▶ [PROBLEM DETAILS]: Every line in the records below between the one holding "pub mod request;" and the one holding "pub use server::HttpServer;", inclusive, is to be set down exactly; all other lines are to be left out.

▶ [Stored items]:
☆ ☆ ☆ ☆ ☆ ☆ ☆
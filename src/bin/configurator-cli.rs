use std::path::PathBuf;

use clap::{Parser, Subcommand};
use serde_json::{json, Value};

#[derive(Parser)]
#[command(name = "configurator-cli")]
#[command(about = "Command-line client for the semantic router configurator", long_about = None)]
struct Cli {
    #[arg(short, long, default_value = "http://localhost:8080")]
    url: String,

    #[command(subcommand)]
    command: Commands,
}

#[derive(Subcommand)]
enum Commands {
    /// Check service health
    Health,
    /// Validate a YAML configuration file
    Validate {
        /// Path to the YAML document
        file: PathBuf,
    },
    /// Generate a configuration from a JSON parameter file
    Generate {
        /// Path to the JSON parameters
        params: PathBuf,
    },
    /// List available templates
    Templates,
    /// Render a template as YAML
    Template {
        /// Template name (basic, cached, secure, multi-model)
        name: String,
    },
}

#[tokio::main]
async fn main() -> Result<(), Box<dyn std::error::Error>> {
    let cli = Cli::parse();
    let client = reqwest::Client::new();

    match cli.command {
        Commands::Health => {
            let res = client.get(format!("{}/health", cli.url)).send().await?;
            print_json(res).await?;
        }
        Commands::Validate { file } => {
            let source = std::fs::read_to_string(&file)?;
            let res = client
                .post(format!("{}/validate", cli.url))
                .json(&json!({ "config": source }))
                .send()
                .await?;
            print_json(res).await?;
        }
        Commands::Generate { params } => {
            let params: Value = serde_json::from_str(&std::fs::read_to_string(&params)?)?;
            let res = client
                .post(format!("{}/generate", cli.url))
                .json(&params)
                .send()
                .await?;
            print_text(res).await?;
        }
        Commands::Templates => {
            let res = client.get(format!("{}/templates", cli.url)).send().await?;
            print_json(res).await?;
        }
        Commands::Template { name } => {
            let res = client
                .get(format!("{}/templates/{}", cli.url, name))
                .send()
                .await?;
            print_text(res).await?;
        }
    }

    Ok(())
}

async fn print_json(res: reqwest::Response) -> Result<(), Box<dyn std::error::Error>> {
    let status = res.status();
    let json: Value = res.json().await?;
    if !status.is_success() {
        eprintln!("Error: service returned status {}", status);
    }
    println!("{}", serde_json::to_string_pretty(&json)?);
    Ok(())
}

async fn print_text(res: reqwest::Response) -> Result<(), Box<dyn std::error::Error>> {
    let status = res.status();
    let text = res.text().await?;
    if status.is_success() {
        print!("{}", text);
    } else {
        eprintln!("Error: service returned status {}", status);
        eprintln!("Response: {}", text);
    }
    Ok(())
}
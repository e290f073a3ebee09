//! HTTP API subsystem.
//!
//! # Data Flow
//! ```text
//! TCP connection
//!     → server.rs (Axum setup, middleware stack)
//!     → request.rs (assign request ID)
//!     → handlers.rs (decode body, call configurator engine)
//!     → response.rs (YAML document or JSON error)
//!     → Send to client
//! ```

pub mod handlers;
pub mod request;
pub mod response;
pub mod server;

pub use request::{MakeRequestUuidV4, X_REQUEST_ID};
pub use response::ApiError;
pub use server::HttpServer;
☆ ☆ ☆ ☆ ☆ ☆ ☆
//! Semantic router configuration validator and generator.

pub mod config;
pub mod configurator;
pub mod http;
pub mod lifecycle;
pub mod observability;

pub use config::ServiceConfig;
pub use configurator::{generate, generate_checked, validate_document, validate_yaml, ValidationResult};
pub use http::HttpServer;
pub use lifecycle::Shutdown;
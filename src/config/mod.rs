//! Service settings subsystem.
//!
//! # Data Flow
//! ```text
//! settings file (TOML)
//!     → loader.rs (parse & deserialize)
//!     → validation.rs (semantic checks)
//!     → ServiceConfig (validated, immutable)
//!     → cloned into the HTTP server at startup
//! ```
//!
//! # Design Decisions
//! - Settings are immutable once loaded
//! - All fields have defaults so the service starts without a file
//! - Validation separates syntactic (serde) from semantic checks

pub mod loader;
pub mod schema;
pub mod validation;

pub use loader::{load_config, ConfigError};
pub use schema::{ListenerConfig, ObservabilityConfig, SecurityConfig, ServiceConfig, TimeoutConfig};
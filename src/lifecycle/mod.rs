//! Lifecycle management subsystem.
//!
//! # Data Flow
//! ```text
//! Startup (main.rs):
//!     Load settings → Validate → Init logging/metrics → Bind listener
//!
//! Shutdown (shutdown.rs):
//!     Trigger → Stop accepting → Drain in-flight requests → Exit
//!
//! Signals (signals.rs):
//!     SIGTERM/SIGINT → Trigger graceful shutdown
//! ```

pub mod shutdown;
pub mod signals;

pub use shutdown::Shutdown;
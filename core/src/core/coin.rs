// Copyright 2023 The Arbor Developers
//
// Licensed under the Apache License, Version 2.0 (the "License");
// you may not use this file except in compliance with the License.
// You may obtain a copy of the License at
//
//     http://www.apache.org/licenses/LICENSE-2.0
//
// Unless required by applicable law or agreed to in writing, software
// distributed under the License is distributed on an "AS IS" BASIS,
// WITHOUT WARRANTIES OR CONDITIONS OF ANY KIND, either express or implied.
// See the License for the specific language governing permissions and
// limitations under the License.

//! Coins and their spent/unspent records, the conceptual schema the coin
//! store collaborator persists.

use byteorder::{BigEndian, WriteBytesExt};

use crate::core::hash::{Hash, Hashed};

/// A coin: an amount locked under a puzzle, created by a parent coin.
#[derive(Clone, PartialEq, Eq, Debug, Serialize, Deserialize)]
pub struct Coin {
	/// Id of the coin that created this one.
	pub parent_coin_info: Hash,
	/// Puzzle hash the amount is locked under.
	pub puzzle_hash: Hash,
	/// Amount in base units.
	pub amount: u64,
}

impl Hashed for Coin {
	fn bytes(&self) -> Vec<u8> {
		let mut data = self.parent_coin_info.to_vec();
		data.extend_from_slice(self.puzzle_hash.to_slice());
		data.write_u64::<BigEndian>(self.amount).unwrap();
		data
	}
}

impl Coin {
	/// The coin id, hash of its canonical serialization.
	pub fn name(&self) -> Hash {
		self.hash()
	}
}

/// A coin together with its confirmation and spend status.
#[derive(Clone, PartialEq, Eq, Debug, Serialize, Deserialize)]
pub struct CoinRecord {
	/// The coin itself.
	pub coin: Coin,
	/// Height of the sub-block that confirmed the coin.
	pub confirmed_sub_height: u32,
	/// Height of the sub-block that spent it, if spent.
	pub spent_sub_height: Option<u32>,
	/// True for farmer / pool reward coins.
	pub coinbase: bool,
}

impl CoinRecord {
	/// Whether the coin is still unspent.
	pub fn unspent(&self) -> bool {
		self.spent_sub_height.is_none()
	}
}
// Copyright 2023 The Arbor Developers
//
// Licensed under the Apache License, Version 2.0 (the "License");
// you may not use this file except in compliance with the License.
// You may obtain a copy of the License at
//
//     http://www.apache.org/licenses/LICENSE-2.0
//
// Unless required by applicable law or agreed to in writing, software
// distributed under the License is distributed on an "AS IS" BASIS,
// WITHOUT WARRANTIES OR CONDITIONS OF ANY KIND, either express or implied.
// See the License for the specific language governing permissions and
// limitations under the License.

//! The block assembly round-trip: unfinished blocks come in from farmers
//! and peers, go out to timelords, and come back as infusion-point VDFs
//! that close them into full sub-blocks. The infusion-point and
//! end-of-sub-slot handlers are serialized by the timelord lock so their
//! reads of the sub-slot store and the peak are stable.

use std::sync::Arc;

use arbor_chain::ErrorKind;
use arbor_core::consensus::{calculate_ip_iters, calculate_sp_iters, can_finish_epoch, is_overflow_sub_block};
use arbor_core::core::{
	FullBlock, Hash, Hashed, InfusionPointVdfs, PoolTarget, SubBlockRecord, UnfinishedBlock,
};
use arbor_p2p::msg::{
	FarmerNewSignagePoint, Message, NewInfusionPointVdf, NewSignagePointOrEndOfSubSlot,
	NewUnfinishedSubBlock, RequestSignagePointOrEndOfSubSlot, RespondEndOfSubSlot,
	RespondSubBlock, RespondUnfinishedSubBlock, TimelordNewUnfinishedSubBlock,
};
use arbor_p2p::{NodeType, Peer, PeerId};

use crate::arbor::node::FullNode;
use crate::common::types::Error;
☆ ☆ ☆ ☆ ☆ ☆ ☆
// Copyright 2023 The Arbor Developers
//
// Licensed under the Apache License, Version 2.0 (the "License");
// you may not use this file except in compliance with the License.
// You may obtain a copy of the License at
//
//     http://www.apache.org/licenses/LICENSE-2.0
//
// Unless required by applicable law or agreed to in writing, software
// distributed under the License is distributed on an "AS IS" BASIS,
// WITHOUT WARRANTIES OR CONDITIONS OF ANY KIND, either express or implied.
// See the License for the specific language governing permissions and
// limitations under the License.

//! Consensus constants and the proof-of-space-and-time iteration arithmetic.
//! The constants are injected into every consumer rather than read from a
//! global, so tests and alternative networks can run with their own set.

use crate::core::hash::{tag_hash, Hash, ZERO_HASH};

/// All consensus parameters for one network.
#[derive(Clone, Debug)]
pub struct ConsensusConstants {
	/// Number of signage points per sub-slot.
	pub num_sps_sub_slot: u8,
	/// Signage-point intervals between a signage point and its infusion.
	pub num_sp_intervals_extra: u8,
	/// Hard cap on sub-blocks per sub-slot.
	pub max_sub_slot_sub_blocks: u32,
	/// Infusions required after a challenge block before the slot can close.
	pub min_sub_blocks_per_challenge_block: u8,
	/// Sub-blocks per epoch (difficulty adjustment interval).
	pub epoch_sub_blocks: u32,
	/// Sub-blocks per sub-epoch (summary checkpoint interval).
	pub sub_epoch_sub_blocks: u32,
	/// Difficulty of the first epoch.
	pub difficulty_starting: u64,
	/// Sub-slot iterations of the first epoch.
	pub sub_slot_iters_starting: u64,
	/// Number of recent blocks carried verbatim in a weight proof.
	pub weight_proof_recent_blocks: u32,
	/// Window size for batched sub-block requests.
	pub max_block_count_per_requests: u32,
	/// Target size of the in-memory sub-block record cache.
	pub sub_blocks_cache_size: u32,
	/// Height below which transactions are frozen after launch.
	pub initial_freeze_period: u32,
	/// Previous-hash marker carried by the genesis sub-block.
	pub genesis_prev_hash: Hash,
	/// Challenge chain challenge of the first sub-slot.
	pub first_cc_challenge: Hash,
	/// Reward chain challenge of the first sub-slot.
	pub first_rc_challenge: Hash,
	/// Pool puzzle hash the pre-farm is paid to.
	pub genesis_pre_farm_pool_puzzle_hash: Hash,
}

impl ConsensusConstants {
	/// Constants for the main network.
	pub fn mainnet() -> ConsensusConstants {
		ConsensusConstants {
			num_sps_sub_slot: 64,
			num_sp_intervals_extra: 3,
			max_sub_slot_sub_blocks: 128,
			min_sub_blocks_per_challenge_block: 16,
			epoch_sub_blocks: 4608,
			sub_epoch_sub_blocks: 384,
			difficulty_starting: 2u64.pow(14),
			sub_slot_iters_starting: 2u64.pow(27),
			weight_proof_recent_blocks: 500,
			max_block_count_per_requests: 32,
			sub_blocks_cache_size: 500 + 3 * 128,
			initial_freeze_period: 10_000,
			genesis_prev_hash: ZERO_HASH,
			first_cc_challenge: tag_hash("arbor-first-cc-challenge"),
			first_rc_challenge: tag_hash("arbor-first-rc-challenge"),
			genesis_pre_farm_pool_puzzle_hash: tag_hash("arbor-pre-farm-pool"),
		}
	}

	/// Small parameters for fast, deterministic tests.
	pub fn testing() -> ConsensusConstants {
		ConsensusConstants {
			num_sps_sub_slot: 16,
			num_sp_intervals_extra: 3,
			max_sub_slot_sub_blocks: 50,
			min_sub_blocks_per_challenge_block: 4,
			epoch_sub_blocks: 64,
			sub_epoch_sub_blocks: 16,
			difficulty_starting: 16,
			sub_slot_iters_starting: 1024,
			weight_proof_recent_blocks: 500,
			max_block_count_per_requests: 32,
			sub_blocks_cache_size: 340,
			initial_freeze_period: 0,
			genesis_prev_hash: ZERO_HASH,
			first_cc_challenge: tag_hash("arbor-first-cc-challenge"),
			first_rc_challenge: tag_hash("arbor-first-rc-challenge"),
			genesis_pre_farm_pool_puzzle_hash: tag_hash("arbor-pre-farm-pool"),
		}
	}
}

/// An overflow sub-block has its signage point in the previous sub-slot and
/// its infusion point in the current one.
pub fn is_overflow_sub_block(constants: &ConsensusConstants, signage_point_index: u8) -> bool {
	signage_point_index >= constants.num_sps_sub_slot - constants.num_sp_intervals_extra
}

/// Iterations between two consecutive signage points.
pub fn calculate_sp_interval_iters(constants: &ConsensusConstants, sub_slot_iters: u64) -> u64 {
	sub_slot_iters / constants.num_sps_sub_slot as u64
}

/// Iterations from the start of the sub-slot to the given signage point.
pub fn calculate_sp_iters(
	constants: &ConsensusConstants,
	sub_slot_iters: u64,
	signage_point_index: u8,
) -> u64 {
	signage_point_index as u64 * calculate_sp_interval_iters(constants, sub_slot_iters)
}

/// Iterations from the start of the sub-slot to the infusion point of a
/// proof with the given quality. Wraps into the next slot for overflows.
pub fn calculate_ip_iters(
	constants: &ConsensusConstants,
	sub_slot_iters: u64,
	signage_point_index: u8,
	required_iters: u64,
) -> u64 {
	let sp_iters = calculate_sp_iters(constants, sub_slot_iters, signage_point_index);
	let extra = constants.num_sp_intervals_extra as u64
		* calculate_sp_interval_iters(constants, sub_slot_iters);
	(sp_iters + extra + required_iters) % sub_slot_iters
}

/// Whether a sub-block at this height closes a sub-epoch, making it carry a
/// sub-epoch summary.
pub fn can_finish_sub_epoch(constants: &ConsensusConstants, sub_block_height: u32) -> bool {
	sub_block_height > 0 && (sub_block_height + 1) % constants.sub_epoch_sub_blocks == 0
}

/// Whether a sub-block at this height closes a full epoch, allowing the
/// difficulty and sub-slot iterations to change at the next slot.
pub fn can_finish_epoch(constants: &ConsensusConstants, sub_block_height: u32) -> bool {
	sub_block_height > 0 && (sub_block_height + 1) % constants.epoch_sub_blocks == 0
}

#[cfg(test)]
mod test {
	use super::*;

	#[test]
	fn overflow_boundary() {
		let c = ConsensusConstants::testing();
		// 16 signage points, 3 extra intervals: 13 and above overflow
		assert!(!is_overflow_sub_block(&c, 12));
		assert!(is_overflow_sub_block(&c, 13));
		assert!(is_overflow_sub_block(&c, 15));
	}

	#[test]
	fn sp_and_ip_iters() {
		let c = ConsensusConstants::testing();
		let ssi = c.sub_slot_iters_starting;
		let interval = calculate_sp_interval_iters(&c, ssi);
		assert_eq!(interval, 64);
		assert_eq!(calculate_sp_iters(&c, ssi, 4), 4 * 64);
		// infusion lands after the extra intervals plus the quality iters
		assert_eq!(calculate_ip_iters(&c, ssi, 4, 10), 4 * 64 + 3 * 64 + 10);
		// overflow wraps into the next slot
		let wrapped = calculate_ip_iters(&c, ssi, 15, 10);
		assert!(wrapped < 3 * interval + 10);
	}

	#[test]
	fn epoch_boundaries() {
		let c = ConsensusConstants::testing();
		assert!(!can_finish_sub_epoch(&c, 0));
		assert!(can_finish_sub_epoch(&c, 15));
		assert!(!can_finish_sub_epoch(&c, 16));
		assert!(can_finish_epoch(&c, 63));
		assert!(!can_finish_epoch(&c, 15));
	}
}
☆ ☆ ☆ ☆ ☆ ☆ ☆
▶ [SOLUTION FOR THIS TASK]:
pub mod request;
pub mod response;
pub mod server;

pub use request::{MakeRequestUuidV4, X_REQUEST_ID};
pub use response::ApiError;
pub use server::HttpServer;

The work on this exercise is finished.